**HOW TO COMPLETE THIS TASK**
Search the records for lines with the word "permanent" and copy each match.

Start of GIVEN ENTRIES

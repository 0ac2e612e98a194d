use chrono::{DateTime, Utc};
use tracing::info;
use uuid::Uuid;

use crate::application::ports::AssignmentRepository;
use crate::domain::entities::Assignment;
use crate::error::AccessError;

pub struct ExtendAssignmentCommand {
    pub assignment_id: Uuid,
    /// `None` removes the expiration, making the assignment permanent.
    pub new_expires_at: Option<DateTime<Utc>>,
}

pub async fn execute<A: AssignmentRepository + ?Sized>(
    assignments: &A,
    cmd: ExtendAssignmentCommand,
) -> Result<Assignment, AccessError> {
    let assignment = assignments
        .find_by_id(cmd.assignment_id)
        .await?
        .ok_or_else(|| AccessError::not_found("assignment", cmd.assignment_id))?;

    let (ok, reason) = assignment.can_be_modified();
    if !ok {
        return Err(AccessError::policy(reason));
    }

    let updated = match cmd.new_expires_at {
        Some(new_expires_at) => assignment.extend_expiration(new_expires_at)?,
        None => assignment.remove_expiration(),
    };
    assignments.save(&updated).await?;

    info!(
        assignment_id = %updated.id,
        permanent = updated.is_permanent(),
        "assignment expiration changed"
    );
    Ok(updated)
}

End of GIVEN ENTRIES
Start of GIVEN ENTRIES

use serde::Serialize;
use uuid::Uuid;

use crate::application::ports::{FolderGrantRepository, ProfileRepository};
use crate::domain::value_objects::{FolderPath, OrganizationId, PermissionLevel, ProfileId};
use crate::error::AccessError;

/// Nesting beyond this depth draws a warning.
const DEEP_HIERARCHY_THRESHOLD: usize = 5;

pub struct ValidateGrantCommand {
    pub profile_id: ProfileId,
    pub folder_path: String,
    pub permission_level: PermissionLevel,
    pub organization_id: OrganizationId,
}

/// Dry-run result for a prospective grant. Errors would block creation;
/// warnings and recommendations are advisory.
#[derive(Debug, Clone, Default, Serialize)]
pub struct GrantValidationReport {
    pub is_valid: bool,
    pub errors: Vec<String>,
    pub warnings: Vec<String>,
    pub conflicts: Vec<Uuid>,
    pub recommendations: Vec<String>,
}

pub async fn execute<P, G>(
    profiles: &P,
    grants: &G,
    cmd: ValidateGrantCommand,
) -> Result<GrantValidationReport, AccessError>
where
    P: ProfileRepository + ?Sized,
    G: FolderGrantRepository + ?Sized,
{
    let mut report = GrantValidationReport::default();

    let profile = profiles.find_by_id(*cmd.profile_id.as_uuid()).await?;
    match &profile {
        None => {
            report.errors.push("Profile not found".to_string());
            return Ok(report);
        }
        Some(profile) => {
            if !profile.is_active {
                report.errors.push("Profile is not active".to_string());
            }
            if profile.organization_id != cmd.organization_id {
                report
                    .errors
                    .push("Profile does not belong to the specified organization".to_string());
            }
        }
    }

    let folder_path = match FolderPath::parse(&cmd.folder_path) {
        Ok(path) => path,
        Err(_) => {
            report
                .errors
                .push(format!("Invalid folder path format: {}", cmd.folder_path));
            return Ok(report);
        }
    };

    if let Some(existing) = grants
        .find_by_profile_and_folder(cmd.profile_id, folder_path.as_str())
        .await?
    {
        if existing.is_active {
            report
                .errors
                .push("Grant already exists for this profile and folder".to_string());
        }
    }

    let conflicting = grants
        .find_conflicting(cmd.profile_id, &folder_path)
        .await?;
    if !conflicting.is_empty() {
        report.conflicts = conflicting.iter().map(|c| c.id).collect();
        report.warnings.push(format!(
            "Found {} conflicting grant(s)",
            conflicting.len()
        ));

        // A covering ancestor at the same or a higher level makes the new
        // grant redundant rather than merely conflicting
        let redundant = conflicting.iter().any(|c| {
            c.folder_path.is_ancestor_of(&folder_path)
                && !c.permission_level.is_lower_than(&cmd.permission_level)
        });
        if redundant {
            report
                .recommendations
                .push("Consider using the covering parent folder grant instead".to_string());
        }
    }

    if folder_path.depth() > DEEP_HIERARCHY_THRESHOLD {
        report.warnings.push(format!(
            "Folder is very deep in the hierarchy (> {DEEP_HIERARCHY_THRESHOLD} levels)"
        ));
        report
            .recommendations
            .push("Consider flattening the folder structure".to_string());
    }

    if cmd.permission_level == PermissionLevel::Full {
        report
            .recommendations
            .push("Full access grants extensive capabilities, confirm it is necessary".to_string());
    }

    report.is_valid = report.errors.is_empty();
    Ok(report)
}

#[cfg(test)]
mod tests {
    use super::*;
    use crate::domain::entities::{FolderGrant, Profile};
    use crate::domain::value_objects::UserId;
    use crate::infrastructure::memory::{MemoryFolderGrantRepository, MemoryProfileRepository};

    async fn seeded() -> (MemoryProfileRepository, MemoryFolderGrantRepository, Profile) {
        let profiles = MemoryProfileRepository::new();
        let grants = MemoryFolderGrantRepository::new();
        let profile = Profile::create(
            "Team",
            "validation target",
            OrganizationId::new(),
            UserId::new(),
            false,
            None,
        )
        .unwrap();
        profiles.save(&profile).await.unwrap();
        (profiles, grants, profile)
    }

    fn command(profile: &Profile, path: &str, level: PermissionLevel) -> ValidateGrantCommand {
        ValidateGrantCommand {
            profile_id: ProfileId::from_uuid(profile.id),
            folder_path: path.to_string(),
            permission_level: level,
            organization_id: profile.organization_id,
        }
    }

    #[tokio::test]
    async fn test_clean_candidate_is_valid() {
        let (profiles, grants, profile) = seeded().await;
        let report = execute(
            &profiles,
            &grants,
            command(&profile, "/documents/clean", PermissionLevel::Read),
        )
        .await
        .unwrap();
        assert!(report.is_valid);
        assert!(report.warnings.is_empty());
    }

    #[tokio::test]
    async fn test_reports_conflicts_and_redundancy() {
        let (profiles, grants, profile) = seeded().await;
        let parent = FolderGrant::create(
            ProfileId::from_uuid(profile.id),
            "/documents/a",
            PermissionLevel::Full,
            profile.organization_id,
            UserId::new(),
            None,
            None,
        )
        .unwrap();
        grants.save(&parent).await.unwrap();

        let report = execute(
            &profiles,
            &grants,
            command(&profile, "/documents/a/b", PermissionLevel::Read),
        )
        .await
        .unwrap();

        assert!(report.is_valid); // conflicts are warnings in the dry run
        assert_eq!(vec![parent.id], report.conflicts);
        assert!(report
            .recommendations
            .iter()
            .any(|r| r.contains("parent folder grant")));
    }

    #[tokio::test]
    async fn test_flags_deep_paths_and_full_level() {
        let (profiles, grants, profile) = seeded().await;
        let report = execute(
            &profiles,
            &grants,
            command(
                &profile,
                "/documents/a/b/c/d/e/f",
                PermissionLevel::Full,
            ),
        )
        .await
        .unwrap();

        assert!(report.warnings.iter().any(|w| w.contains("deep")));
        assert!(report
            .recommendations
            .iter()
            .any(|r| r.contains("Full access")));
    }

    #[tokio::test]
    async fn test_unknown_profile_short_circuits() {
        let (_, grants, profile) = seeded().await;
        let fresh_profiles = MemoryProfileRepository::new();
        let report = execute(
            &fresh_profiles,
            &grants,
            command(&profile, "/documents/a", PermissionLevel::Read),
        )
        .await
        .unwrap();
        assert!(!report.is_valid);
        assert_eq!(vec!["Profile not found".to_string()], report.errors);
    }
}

End of GIVEN ENTRIES

**REPLY**
    /// `None` removes the expiration, making the assignment permanent.
        permanent = updated.is_permanent(),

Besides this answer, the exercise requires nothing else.